> **Collected data**
== == ==

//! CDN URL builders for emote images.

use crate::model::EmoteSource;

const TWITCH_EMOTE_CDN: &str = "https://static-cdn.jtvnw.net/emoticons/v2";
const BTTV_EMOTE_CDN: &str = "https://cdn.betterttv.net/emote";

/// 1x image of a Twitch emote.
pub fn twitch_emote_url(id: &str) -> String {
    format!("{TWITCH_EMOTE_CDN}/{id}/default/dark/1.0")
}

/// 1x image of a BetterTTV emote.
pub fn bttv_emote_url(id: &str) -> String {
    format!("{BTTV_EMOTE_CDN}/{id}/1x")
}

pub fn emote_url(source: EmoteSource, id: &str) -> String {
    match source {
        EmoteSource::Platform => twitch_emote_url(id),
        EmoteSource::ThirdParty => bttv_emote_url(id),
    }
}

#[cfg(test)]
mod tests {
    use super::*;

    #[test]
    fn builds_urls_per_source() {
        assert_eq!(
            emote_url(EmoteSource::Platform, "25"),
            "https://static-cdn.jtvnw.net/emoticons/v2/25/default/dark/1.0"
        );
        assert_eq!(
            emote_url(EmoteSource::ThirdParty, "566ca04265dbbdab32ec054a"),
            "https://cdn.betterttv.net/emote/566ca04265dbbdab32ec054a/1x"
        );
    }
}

== == ==

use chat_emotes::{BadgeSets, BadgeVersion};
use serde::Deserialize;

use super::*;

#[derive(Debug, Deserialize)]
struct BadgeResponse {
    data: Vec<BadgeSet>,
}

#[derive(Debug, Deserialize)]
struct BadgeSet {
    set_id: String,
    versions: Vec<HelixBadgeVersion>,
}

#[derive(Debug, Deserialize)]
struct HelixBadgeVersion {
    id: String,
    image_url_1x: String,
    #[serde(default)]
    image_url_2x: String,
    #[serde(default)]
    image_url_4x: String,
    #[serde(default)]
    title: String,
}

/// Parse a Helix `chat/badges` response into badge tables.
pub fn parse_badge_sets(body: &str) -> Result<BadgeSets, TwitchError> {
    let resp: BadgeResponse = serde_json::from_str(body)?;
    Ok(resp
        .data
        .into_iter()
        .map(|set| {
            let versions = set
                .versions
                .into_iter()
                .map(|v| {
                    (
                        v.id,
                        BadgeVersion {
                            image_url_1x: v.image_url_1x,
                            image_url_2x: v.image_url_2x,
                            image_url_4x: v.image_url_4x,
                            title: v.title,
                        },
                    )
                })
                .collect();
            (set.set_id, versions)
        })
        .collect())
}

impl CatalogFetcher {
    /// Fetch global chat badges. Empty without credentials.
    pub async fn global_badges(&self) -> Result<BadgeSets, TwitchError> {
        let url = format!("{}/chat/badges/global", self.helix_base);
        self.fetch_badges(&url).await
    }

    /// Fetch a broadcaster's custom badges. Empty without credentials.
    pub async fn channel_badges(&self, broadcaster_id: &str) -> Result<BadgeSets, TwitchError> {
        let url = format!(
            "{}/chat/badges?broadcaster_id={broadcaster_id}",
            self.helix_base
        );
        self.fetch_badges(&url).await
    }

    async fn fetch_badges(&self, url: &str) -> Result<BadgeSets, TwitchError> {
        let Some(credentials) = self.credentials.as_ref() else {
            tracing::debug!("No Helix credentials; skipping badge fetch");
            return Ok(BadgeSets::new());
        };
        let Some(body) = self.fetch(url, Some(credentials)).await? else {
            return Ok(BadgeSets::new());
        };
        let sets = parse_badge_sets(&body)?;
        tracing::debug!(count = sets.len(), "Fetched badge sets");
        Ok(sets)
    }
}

== == ==

> **Task prompt**
Please reproduce the lines from the line with "for emote images." to the line with "pub fn twitch_emote_url(id: &str)", both ends included, exactly as they appear above.

> **Your solution**
//! CDN URL builders for emote images.

use crate::model::EmoteSource;

const TWITCH_EMOTE_CDN: &str = "https://static-cdn.jtvnw.net/emoticons/v2";
const BTTV_EMOTE_CDN: &str = "https://cdn.betterttv.net/emote";

/// 1x image of a Twitch emote.
pub fn twitch_emote_url(id: &str) -> String {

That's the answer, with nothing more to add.